• **Task description**
Provide only the number of lines in the records where "PrincipalConfig" appears.

• **Supplied entries**
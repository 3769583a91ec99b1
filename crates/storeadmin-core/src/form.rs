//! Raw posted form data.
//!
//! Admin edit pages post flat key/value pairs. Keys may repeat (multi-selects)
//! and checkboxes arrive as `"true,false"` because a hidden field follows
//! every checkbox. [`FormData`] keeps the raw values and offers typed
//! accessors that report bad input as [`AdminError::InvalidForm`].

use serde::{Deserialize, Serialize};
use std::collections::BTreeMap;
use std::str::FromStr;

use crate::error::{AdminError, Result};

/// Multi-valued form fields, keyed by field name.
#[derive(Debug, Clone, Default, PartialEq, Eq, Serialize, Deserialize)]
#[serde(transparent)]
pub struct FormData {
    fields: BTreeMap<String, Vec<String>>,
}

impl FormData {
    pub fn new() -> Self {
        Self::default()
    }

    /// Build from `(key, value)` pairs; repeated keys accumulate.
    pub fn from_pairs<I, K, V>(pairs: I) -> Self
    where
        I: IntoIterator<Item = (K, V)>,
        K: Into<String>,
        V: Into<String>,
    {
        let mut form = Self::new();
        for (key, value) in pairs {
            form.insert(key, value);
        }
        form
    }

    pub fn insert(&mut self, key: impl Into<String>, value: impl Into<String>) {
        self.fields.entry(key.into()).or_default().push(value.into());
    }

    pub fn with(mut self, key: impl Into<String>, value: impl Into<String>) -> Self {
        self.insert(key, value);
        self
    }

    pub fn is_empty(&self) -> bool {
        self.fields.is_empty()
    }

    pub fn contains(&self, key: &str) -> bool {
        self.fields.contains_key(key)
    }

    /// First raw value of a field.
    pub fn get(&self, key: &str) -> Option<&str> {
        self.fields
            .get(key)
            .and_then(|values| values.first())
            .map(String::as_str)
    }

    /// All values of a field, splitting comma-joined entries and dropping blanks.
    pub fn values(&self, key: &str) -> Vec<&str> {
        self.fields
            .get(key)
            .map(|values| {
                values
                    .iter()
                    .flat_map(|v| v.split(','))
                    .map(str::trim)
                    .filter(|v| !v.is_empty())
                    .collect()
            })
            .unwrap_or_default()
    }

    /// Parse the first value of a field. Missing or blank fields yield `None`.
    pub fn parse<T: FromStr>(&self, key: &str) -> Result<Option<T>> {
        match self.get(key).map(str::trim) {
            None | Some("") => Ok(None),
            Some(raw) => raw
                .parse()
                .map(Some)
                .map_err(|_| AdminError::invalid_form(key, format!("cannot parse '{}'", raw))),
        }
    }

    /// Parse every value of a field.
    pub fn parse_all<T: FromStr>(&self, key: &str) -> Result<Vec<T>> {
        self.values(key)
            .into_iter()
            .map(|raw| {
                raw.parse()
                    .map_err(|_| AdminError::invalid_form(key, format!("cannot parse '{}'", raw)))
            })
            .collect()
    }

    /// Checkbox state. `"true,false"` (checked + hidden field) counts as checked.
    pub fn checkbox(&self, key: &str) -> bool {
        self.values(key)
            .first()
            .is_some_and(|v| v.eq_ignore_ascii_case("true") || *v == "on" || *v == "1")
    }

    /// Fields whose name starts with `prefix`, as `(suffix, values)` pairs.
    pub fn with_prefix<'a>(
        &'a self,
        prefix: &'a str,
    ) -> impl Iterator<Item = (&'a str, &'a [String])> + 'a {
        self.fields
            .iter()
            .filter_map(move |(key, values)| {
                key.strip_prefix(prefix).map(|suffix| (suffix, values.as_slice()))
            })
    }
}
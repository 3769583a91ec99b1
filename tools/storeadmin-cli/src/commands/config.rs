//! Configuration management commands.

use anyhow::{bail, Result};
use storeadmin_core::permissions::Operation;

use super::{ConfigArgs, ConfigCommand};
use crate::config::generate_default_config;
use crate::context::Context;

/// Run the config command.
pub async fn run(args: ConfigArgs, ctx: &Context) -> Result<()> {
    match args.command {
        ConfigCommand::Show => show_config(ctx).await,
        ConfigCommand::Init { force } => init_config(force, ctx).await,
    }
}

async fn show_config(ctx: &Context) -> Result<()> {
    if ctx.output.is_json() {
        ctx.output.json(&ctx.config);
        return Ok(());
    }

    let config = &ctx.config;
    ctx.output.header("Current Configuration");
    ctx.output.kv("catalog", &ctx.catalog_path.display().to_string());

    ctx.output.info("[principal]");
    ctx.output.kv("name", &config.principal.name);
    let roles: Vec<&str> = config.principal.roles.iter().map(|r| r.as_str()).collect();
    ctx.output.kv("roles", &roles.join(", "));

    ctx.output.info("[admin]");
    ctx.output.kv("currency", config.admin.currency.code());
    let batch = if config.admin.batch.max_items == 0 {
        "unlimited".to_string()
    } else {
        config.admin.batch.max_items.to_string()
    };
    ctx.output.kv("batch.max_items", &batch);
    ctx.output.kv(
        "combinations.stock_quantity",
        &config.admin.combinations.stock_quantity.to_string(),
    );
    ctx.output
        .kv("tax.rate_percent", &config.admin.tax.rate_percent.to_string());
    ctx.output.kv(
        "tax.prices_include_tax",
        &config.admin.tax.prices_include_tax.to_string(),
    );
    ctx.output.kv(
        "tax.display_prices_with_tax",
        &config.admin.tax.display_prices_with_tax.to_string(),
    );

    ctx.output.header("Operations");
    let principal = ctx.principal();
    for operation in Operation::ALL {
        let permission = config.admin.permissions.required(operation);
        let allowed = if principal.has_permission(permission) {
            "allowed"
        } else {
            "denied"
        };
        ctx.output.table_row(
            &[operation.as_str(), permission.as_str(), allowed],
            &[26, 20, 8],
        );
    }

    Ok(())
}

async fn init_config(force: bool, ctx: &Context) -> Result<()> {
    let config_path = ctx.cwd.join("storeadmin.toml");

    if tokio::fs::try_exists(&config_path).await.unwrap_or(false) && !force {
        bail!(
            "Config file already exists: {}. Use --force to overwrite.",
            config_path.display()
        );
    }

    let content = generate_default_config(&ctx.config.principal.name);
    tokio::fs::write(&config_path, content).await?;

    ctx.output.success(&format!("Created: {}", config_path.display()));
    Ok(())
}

...

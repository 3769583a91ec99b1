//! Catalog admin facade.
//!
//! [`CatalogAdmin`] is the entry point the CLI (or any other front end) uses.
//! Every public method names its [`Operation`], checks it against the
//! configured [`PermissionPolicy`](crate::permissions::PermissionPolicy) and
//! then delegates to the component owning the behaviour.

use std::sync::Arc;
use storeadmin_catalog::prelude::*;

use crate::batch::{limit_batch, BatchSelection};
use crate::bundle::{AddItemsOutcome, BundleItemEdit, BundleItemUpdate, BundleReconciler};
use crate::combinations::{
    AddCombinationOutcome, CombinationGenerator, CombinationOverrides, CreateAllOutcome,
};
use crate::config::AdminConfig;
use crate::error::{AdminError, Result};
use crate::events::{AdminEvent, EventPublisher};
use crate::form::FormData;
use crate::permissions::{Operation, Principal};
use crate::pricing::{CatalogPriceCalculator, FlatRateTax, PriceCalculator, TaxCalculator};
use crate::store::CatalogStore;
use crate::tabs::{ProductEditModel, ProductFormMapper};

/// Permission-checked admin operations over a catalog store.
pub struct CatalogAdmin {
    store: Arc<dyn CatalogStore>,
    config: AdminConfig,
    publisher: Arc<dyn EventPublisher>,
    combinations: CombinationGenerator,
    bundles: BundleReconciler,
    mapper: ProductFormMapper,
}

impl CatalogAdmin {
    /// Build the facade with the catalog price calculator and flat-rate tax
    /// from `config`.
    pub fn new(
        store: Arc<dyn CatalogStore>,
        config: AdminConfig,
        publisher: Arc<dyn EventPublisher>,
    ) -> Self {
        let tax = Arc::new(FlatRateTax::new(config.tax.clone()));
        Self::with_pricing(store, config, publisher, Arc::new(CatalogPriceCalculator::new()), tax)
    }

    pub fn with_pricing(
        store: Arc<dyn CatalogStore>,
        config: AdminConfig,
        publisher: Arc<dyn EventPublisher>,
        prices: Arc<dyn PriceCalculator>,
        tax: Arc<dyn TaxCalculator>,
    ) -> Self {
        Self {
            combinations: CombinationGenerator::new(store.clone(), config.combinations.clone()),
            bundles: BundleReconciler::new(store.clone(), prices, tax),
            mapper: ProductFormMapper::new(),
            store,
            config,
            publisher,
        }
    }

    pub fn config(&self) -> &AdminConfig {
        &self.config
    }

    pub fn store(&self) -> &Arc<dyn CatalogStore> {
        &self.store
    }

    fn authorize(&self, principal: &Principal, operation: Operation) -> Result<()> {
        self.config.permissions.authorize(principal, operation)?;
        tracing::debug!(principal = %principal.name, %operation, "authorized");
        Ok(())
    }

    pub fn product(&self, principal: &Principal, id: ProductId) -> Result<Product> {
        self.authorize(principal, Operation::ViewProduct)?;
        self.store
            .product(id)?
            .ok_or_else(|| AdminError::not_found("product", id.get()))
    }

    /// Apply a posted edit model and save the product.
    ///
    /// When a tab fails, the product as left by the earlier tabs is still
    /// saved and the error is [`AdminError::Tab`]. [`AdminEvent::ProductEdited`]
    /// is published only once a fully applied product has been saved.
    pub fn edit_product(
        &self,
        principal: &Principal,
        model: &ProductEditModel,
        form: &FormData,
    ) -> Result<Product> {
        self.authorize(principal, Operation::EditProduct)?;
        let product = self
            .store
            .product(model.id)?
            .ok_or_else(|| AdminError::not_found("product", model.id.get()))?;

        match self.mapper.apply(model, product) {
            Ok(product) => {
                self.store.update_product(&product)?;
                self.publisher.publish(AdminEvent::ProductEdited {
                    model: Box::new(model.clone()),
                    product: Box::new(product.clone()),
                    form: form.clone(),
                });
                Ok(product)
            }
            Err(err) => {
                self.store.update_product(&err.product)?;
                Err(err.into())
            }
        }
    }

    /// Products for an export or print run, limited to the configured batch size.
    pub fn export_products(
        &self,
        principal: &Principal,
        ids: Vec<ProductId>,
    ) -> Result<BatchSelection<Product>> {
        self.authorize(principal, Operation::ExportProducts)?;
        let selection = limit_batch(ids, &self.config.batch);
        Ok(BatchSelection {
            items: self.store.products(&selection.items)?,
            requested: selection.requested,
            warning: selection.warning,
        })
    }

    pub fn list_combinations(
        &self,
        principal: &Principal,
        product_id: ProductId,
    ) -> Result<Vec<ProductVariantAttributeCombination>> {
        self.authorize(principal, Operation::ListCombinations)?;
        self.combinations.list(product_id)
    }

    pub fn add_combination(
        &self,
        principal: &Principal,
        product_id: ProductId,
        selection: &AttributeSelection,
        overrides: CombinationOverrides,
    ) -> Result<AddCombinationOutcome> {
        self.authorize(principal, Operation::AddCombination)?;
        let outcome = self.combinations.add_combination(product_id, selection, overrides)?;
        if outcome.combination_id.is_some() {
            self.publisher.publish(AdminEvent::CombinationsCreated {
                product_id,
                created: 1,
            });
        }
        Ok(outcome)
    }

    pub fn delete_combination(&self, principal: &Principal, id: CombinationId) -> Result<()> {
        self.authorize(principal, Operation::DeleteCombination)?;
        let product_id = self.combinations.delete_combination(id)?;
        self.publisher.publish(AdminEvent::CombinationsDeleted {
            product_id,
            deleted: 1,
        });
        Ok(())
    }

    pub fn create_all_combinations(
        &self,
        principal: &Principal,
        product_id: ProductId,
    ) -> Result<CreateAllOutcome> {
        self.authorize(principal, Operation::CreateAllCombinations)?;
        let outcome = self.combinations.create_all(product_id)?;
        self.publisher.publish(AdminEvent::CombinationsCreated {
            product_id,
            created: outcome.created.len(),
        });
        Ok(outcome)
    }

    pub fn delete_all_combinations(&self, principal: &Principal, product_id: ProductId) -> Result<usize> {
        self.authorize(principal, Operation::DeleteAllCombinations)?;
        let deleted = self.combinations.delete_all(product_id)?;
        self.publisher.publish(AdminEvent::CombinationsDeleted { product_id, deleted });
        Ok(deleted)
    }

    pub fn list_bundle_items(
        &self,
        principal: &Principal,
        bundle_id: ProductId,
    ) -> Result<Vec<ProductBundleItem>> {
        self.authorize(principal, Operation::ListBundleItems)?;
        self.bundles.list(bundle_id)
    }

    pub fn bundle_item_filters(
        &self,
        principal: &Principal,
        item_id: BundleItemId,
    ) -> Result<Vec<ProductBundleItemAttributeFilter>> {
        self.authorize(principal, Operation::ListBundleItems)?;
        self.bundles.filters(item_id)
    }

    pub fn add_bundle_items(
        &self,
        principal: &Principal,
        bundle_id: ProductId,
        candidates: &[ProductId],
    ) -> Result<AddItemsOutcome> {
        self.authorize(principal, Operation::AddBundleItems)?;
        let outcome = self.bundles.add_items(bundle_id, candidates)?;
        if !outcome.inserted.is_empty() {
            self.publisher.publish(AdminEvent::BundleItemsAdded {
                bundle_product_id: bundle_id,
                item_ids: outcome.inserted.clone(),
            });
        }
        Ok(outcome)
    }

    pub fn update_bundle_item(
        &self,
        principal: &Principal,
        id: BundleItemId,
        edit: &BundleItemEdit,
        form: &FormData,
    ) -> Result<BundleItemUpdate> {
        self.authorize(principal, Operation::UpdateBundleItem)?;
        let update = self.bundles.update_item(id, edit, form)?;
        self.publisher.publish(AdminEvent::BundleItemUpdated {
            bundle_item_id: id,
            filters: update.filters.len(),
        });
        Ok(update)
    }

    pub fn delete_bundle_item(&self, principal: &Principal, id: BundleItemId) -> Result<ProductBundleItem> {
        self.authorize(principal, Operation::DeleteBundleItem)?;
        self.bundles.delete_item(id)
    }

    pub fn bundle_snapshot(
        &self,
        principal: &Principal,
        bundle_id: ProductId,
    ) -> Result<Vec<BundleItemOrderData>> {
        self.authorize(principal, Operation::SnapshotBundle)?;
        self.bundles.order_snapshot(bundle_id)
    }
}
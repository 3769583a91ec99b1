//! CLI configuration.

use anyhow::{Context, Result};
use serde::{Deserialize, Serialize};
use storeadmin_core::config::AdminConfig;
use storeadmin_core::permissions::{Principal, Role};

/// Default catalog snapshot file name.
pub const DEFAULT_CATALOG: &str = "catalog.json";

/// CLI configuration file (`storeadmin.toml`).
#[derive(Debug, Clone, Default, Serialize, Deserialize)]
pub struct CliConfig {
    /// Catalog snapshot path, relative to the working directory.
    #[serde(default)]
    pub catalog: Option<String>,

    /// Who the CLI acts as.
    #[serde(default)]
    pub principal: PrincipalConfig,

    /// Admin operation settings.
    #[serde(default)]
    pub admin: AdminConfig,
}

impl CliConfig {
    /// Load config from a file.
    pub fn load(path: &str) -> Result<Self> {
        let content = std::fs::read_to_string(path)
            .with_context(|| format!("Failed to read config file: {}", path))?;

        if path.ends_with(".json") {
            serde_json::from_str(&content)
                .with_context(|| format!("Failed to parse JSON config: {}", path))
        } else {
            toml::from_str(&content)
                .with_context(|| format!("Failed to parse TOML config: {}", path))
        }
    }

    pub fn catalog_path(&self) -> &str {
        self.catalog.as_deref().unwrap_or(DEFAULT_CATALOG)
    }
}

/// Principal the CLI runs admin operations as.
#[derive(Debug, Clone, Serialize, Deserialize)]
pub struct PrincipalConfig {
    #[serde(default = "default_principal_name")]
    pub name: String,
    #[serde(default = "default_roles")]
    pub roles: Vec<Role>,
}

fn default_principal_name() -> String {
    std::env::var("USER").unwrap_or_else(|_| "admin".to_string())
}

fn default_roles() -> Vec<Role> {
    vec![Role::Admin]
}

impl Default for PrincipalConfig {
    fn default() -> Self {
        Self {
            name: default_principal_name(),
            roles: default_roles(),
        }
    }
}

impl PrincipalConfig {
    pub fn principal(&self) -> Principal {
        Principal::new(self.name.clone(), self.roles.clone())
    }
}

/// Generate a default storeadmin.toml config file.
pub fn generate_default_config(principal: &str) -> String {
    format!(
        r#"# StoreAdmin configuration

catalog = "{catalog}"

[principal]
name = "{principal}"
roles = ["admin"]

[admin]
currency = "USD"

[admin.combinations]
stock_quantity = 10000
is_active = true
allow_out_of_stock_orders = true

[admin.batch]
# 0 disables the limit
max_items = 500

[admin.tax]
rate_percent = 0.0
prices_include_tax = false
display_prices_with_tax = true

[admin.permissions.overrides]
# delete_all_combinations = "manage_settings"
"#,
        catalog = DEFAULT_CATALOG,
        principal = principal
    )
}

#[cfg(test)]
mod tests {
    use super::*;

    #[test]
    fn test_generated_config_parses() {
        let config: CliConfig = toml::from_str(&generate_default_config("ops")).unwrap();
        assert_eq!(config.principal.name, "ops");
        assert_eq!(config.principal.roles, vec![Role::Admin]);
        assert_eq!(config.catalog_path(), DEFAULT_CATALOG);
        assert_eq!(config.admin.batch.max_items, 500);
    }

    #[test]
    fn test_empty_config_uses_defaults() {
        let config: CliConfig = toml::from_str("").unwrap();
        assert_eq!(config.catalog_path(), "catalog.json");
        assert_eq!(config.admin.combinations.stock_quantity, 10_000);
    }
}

==

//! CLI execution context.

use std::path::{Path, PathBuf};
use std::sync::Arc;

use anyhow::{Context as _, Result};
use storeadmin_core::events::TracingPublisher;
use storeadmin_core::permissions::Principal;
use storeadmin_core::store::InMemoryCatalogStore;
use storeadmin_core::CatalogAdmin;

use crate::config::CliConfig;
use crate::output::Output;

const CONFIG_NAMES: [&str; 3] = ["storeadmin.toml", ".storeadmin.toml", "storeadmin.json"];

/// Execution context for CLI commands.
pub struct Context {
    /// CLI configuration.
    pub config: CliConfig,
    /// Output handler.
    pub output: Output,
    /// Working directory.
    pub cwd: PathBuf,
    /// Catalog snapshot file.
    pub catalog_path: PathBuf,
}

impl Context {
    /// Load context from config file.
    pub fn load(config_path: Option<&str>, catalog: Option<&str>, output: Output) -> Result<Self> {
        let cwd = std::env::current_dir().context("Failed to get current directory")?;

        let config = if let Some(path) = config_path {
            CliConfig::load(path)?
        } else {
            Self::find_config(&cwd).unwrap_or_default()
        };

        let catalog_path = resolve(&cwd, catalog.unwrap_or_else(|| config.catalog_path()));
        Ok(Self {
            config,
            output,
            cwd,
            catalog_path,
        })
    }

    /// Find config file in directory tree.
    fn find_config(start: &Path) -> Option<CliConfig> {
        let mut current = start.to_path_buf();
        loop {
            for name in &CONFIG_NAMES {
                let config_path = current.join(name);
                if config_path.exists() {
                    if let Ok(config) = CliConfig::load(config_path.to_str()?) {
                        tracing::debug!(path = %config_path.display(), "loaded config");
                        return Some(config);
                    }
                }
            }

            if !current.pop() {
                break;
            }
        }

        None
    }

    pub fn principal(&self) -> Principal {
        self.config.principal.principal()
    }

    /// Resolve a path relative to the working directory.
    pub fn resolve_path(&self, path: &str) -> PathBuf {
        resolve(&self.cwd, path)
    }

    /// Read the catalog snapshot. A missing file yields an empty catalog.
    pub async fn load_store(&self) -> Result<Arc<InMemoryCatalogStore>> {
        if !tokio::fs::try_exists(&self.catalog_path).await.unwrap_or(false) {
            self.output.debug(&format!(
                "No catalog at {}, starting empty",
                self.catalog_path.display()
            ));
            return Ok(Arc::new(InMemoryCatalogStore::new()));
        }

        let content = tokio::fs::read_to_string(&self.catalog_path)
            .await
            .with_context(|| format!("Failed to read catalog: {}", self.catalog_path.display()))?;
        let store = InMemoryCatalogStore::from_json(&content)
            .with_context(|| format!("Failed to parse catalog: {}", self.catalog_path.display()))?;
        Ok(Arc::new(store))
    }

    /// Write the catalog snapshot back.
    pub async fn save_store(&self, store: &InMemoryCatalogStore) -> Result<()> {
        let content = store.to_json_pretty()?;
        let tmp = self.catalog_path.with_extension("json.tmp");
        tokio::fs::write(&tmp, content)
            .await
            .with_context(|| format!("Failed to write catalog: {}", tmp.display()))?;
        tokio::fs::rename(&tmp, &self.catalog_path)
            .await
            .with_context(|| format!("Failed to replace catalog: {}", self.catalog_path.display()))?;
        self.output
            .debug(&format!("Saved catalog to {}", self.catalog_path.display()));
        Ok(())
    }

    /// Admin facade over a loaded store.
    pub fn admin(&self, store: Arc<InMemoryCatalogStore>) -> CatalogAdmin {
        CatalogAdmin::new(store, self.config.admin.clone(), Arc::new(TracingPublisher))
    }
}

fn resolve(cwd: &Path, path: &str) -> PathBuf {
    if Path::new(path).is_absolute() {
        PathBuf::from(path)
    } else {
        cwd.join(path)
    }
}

• **Response below**
4